* **Prompt**:
Go through the records line by line from the top and repeat each one exactly, ending with the line that contains "pub struct AssetRetriever".

* **Exercise inputs**:

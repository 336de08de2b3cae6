//! Asset retrieval: streams the TCI raster and metadata document to
//! temp storage with bounded per-asset retries.

use crate::domain::model::{DownloadedAsset, SequencedScene};
use crate::utils::error::{FetchError, Result};
use reqwest::Client;
use std::path::Path;
use std::time::Duration;
use tokio::io::AsyncWriteExt;

const MAX_ATTEMPTS: u32 = 3;
const BACKOFF_BASE_MS: u64 = 500;

/// Servers report content-type variants like
/// "image/tiff; application=geotiff; profile=cloud-optimized", so the
/// check is a substring match per asset kind.
#[derive(Debug, Clone, Copy)]
enum AssetKind {
    Raster,
    Metadata,
}

impl AssetKind {
    fn accepts(self, content_type: &str) -> bool {
        let ct = content_type.to_ascii_lowercase();
        match self {
            AssetKind::Raster => {
                ct.contains("tiff") || ct.contains("image") || ct.contains("octet-stream")
            }
            AssetKind::Metadata => {
                ct.contains("xml") || ct.contains("text") || ct.contains("octet-stream")
            }
        }
    }
}

#[derive(Debug, Clone, Default)]
pub struct AssetRetriever {
    client: Client,
}

impl AssetRetriever {
    pub fn new() -> Self {
        Self {
            client: Client::new(),
        }
    }

    /// Fetch the scene's TCI raster and metadata document into
    /// `temp_dir`. A failure here is scoped to this scene; siblings
    /// and other AOIs keep going.
    pub async fn fetch_assets(
        &self,
        scene: &SequencedScene,
        temp_dir: &Path,
    ) -> Result<DownloadedAsset> {
        let scene_id = &scene.record.scene_id;
        let tci_path = temp_dir.join(format!("{scene_id}_{}_TCI.tif", scene.sequence_index));
        let metadata_path =
            temp_dir.join(format!("{scene_id}_{}_metadata.xml", scene.sequence_index));

        self.download(scene_id, &scene.record.assets.tci_url, &tci_path, AssetKind::Raster)
            .await?;
        self.download(
            scene_id,
            &scene.record.assets.metadata_url,
            &metadata_path,
            AssetKind::Metadata,
        )
        .await?;

        Ok(DownloadedAsset {
            scene_id: scene_id.clone(),
            tci_path,
            metadata_path,
        })
    }

    async fn download(
        &self,
        scene_id: &str,
        url: &str,
        path: &Path,
        kind: AssetKind,
    ) -> Result<()> {
        let mut last_err = String::new();
        for attempt in 0..MAX_ATTEMPTS {
            if attempt > 0 {
                let delay = Duration::from_millis(BACKOFF_BASE_MS * (1 << (attempt - 1)));
                tokio::time::sleep(delay).await;
            }
            match self.try_download(url, path, kind).await {
                Ok(bytes) => {
                    tracing::debug!(
                        "downloaded {} ({bytes} bytes) for {scene_id}",
                        path.display()
                    );
                    return Ok(());
                }
                Err(reason) => {
                    tracing::warn!(
                        "download attempt {}/{MAX_ATTEMPTS} for {scene_id} failed: {reason}",
                        attempt + 1
                    );
                    last_err = reason;
                }
            }
        }
        Err(FetchError::AssetDownload {
            scene_id: scene_id.to_string(),
            reason: last_err,
        })
    }

    async fn try_download(
        &self,
        url: &str,
        path: &Path,
        kind: AssetKind,
    ) -> std::result::Result<u64, String> {
        let mut response = self
            .client
            .get(url)
            .send()
            .await
            .map_err(|e| e.to_string())?;
        if !response.status().is_success() {
            return Err(format!("HTTP {}", response.status()));
        }
        match response
            .headers()
            .get(reqwest::header::CONTENT_TYPE)
            .and_then(|v| v.to_str().ok())
        {
            Some(ct) if !kind.accepts(ct) => {
                return Err(format!("unexpected content type '{ct}'"))
            }
            Some(_) => {}
            None => tracing::warn!("no content type reported for {url}"),
        }

        let mut file = tokio::fs::File::create(path)
            .await
            .map_err(|e| e.to_string())?;
        let mut written = 0u64;
        while let Some(chunk) = response.chunk().await.map_err(|e| e.to_string())? {
            written += chunk.len() as u64;
            file.write_all(&chunk).await.map_err(|e| e.to_string())?;
        }
        file.flush().await.map_err(|e| e.to_string())?;

        if written == 0 {
            return Err("empty response body".to_string());
        }
        Ok(written)
    }
}

#[cfg(test)]
mod tests {
    use super::*;
    use crate::domain::model::{SceneAssets, SceneRecord};
    use chrono::NaiveDateTime;
    use httpmock::prelude::*;
    use tempfile::TempDir;

    fn sequenced(tci_url: String, metadata_url: String) -> SequencedScene {
        SequencedScene {
            record: SceneRecord {
                satellite_id: "S2A".to_string(),
                scene_id: "S2A_33TUL_20230601_0_L2A".to_string(),
                acquired: NaiveDateTime::parse_from_str("2023-06-01 10:00:00", "%Y-%m-%d %H:%M:%S")
                    .unwrap()
                    .and_utc(),
                footprint: crate::core::geometry::rect_polygon([14.0, 44.0, 16.0, 46.0]),
                epsg: Some(32633),
                cloud_cover: None,
                assets: SceneAssets {
                    tci_url,
                    metadata_url,
                    thumbnail_url: None,
                },
            },
            sequence_index: 0,
        }
    }

    #[tokio::test]
    async fn test_fetch_assets_writes_both_temp_files() {
        let server = MockServer::start();
        let tci = server.mock(|when, then| {
            when.method(GET).path("/tci.tif");
            then.status(200)
                .header("Content-Type", "image/tiff; application=geotiff")
                .body(b"II*\0fake-tiff-bytes");
        });
        let metadata = server.mock(|when, then| {
            when.method(GET).path("/metadata.xml");
            then.status(200)
                .header("Content-Type", "application/xml")
                .body("<metadata/>");
        });

        let temp = TempDir::new().unwrap();
        let scene = sequenced(server.url("/tci.tif"), server.url("/metadata.xml"));
        let asset = AssetRetriever::new()
            .fetch_assets(&scene, temp.path())
            .await
            .unwrap();

        tci.assert();
        metadata.assert();
        assert!(asset.tci_path.exists());
        assert_eq!(
            std::fs::read_to_string(&asset.metadata_path).unwrap(),
            "<metadata/>"
        );
    }

    #[tokio::test]
    async fn test_download_failure_is_bounded_and_scoped() {
        let server = MockServer::start();
        let failing = server.mock(|when, then| {
            when.method(GET).path("/tci.tif");
            then.status(500);
        });

        let temp = TempDir::new().unwrap();
        let scene = sequenced(server.url("/tci.tif"), server.url("/metadata.xml"));
        let result = AssetRetriever::new().fetch_assets(&scene, temp.path()).await;

        assert_eq!(failing.hits(), 3);
        match result {
            Err(FetchError::AssetDownload { scene_id, reason }) => {
                assert_eq!(scene_id, "S2A_33TUL_20230601_0_L2A");
                assert!(reason.contains("500"), "reason: {reason}");
            }
            other => panic!("expected AssetDownload error, got {other:?}"),
        }
    }

    #[tokio::test]
    async fn test_unexpected_content_type_is_rejected() {
        let server = MockServer::start();
        server.mock(|when, then| {
            when.method(GET).path("/tci.tif");
            then.status(200)
                .header("Content-Type", "application/json")
                .body("{}");
        });

        let temp = TempDir::new().unwrap();
        let scene = sequenced(server.url("/tci.tif"), server.url("/metadata.xml"));
        let result = AssetRetriever::new().fetch_assets(&scene, temp.path()).await;
        assert!(matches!(result, Err(FetchError::AssetDownload { .. })));
    }

    #[tokio::test]
    async fn test_empty_body_is_rejected() {
        let server = MockServer::start();
        server.mock(|when, then| {
            when.method(GET).path("/tci.tif");
            then.status(200).header("Content-Type", "image/tiff").body("");
        });

        let temp = TempDir::new().unwrap();
        let scene = sequenced(server.url("/tci.tif"), server.url("/metadata.xml"));
        let result = AssetRetriever::new().fetch_assets(&scene, temp.path()).await;
        assert!(matches!(result, Err(FetchError::AssetDownload { .. })));
    }
}
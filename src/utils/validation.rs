use crate::utils::error::{FetchError, Result};
use chrono::NaiveDate;
use regex::Regex;
use std::sync::OnceLock;
use url::Url;

pub trait Validate {
    fn validate(&self) -> Result<()>;
}

static PREFIX_RE: OnceLock<Regex> = OnceLock::new();

/// Output prefixes end up in filenames; anything outside [A-Za-z0-9]+
/// is rejected before the pipeline starts.
pub fn validate_prefix(prefix: &str) -> Result<()> {
    let re = PREFIX_RE.get_or_init(|| Regex::new(r"^[A-Za-z0-9]+$").expect("static regex"));
    if re.is_match(prefix) {
        Ok(())
    } else {
        Err(FetchError::InvalidPrefix {
            prefix: prefix.to_string(),
        })
    }
}

pub fn validate_url(field_name: &str, url_str: &str) -> Result<()> {
    if url_str.is_empty() {
        return Err(FetchError::Config {
            field: field_name.to_string(),
            reason: "URL cannot be empty".to_string(),
        });
    }

    match Url::parse(url_str) {
        Ok(url) => match url.scheme() {
            "http" | "https" => Ok(()),
            scheme => Err(FetchError::Config {
                field: field_name.to_string(),
                reason: format!("Unsupported URL scheme: {}", scheme),
            }),
        },
        Err(e) => Err(FetchError::Config {
            field: field_name.to_string(),
            reason: format!("Invalid URL format: {}", e),
        }),
    }
}

pub fn validate_date_order(start: NaiveDate, end: NaiveDate) -> Result<()> {
    if start > end {
        return Err(FetchError::Config {
            field: "start_date/end_date".to_string(),
            reason: format!("start date {} is after end date {}", start, end),
        });
    }
    Ok(())
}

pub fn validate_positive(field_name: &str, value: usize) -> Result<()> {
    if value == 0 {
        return Err(FetchError::Config {
            field: field_name.to_string(),
            reason: "Value must be at least 1".to_string(),
        });
    }
    Ok(())
}

pub fn validate_buffer(value: f64) -> Result<()> {
    if !value.is_finite() || value < 0.0 {
        return Err(FetchError::Config {
            field: "buffer".to_string(),
            reason: format!("buffer distance must be a non-negative number, got {}", value),
        });
    }
    Ok(())
}

pub fn validate_non_empty_string(field_name: &str, value: &str) -> Result<()> {
    if value.trim().is_empty() {
        return Err(FetchError::Config {
            field: field_name.to_string(),
            reason: "Value cannot be empty or whitespace-only".to_string(),
        });
    }
    Ok(())
}
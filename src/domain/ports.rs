use crate::domain::model::{AreaOfInterest, SceneRecord, SearchWindow};
use crate::utils::error::Result;
use async_trait::async_trait;

/// Spatio-temporal scene search. Implemented by the STAC client;
/// tests substitute their own.
#[async_trait]
pub trait SceneCatalog: Send + Sync {
    /// Returns every raw catalog match for the AOI and window, in the
    /// API's page order. An empty vec is a valid outcome, not an error.
    async fn search(
        &self,
        aoi: &AreaOfInterest,
        window: &SearchWindow,
    ) -> Result<Vec<SceneRecord>>;
}

pub trait Storage: Send + Sync {
    fn read_file(&self, path: &str) -> impl std::future::Future<Output = Result<Vec<u8>>> + Send;
    fn write_file(
        &self,
        path: &str,
        data: &[u8],
    ) -> impl std::future::Future<Output = Result<()>> + Send;
}
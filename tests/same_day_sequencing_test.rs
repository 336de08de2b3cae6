use chrono::NaiveDate;
use httpmock::prelude::*;
use s2fetch::config::JobParams;
use s2fetch::core::clipper::{encode_rgb8, ClipPolicy, GridTransform};
use s2fetch::core::geometry::aois_from_feature_collection;
use s2fetch::domain::model::SearchWindow;
use s2fetch::{FetchEngine, LocalStorage, StacCatalog};
use serde_json::json;
use tempfile::TempDir;

fn tci_bytes() -> Vec<u8> {
    let (width, height) = (40usize, 40usize);
    let data = vec![64u8; width * height * 3];
    let transform = GridTransform {
        origin_x: 15.0,
        origin_y: 45.0,
        pixel_w: 0.001,
        pixel_h: 0.001,
    };
    encode_rgb8(width, height, &data, &transform, 4326).unwrap()
}

fn stac_item(scene_id: &str, datetime: &str, tci_url: &str, metadata_url: &str) -> serde_json::Value {
    json!({
        "id": scene_id,
        "geometry": {
            "type": "Polygon",
            "coordinates": [[[15.0, 44.96], [15.0, 45.0], [15.04, 45.0], [15.04, 44.96], [15.0, 44.96]]]
        },
        "properties": {
            "datetime": datetime,
            "platform": "sentinel-2b",
            "proj:epsg": 4326
        },
        "assets": {
            "visual": {"href": tci_url},
            "granule_metadata": {"href": metadata_url}
        }
    })
}

// Two overlapping acquisitions on the same calendar day, entering the
// pipeline through the feature-collection input path. Sequence indices
// must be 0 and 1 in acquisition order, regardless of page order.
#[tokio::test]
async fn test_same_day_scenes_get_sequential_indices_end_to_end() {
    let server = MockServer::start();
    let output = TempDir::new().unwrap();

    for name in ["LATER", "EARLIER"] {
        server.mock(|when, then| {
            when.method(GET).path(format!("/assets/{name}_tci.tif"));
            then.status(200)
                .header("Content-Type", "image/tiff; application=geotiff")
                .body(tci_bytes());
        });
        server.mock(|when, then| {
            when.method(GET).path(format!("/assets/{name}_metadata.xml"));
            then.status(200)
                .header("Content-Type", "application/xml")
                .body("<granule/>");
        });
    }

    // The catalog hands back the later acquisition first.
    server.mock(|when, then| {
        when.method(GET).path("/search");
        then.status(200)
            .header("Content-Type", "application/json")
            .json_body(json!({
                "features": [
                    stac_item("LATER", "2023-06-01T10:20:31Z",
                              &server.url("/assets/LATER_tci.tif"),
                              &server.url("/assets/LATER_metadata.xml")),
                    stac_item("EARLIER", "2023-06-01T10:05:31Z",
                              &server.url("/assets/EARLIER_tci.tif"),
                              &server.url("/assets/EARLIER_metadata.xml")),
                ],
                "links": [],
                "context": {"matched": 2, "returned": 2}
            }));
    });

    let collection = json!({
        "type": "FeatureCollection",
        "features": [{
            "type": "Feature",
            "properties": {"plot": "Field7"},
            "geometry": {
                "type": "Polygon",
                "coordinates": [[[15.005, 44.97], [15.005, 44.99], [15.02, 44.99], [15.02, 44.97], [15.005, 44.97]]]
            }
        }]
    });
    let aois = aois_from_feature_collection(&collection, "plot", 100.0).unwrap();
    assert_eq!(aois.len(), 1);
    assert_eq!(aois[0].prefix, "Field7");

    let params = JobParams {
        window: SearchWindow::new(
            NaiveDate::from_ymd_opt(2023, 6, 1).unwrap(),
            NaiveDate::from_ymd_opt(2023, 6, 1).unwrap(),
        )
        .unwrap(),
        buffer_m: 100.0,
        output_dir: output.path().to_path_buf(),
        stac_url: server.url("/search"),
        collection: "sentinel-2-l2a".to_string(),
        clip_policy: ClipPolicy::Extent,
        aoi_workers: 1,
        concurrent_downloads: 2,
    };

    let engine = FetchEngine::new(
        StacCatalog::new(server.url("/search"), "sentinel-2-l2a"),
        LocalStorage::new(output.path()),
        params,
    );
    let report = engine.run(aois).await.unwrap();

    assert_eq!(report.written_count(), 2);

    let scenes = &report.aois[0].scenes;
    let by_id = |id: &str| scenes.iter().find(|s| s.scene_id == id).unwrap();
    assert_eq!(by_id("EARLIER").sequence_index, 0);
    assert_eq!(by_id("LATER").sequence_index, 1);

    assert!(output
        .path()
        .join("Field7_S2B_EARLIER_20230601_0_L2A_TCI.tif")
        .exists());
    assert!(output
        .path()
        .join("Field7_S2B_LATER_20230601_1_L2A_TCI.tif")
        .exists());
    assert!(output
        .path()
        .join("Field7_S2B_LATER_20230601_1_L2A_metadata.xml")
        .exists());
}
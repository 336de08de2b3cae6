//! Output naming and the up-front output directory check.

use crate::domain::model::SequencedScene;
use crate::utils::error::{FetchError, Result};
use std::path::Path;

pub const PROCESSING_LEVEL: &str = "L2A";

/// Compose the canonical artifact names,
/// `PREFIX_SATID_SCENEID_YYYYMMDD_SEQ_L2A_TCI.tif` and its
/// `_metadata.xml` sibling. The template is fixed and case-sensitive;
/// SEQ is the zero-based same-day sequence index.
pub fn artifact_filenames(prefix: &str, scene: &SequencedScene) -> (String, String) {
    let stem = format!(
        "{prefix}_{sat}_{id}_{date}_{seq}_{level}",
        sat = scene.record.satellite_id,
        id = scene.record.scene_id,
        date = scene.record.acquired.format("%Y%m%d"),
        seq = scene.sequence_index,
        level = PROCESSING_LEVEL,
    );
    (format!("{stem}_TCI.tif"), format!("{stem}_metadata.xml"))
}

/// Verify the output directory exists and is writable before any work
/// begins. Failing this aborts the whole run; nothing else does.
pub fn ensure_output_dir(dir: &Path) -> Result<()> {
    let meta = std::fs::metadata(dir).map_err(|e| FetchError::OutputDirectory {
        path: dir.to_path_buf(),
        reason: e.to_string(),
    })?;
    if !meta.is_dir() {
        return Err(FetchError::OutputDirectory {
            path: dir.to_path_buf(),
            reason: "not a directory".to_string(),
        });
    }
    // Writability probe; the anonymous temp file is removed on drop.
    tempfile::tempfile_in(dir).map_err(|e| FetchError::OutputDirectory {
        path: dir.to_path_buf(),
        reason: format!("not writable: {e}"),
    })?;
    Ok(())
}
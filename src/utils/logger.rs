use tracing_subscriber::{layer::SubscriberExt, util::SubscriberInitExt, EnvFilter};

pub fn init_cli_logger(verbose: bool) {
    let filter = if verbose {
        EnvFilter::try_from_default_env().unwrap_or_else(|_| EnvFilter::new("s2fetch=debug,info"))
    } else {
        EnvFilter::try_from_default_env().unwrap_or_else(|_| EnvFilter::new("s2fetch=info"))
    };

    tracing_subscriber::registry()
        .with(filter)
        .with(
            tracing_subscriber::fmt::layer()
                .with_target(false)
                .with_thread_ids(false)
                .with_file(false)
                .with_line_number(false)
                .compact(),
        )
        .init();
}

* **Task answer**:
repository 336de08de2b3cae6
//! Asset retrieval: streams the TCI raster and metadata document to
//! temp storage with bounded per-asset retries.

use crate::domain::model::{DownloadedAsset, SequencedScene};
use crate::utils::error::{FetchError, Result};
use reqwest::Client;
use std::path::Path;
use std::time::Duration;
use tokio::io::AsyncWriteExt;

const MAX_ATTEMPTS: u32 = 3;
const BACKOFF_BASE_MS: u64 = 500;

/// Servers report content-type variants like
/// "image/tiff; application=geotiff; profile=cloud-optimized", so the
/// check is a substring match per asset kind.
#[derive(Debug, Clone, Copy)]
enum AssetKind {
    Raster,
    Metadata,
}

impl AssetKind {
    fn accepts(self, content_type: &str) -> bool {
        let ct = content_type.to_ascii_lowercase();
        match self {
            AssetKind::Raster => {
                ct.contains("tiff") || ct.contains("image") || ct.contains("octet-stream")
            }
            AssetKind::Metadata => {
                ct.contains("xml") || ct.contains("text") || ct.contains("octet-stream")
            }
        }
    }
}

#[derive(Debug, Clone, Default)]
pub struct AssetRetriever {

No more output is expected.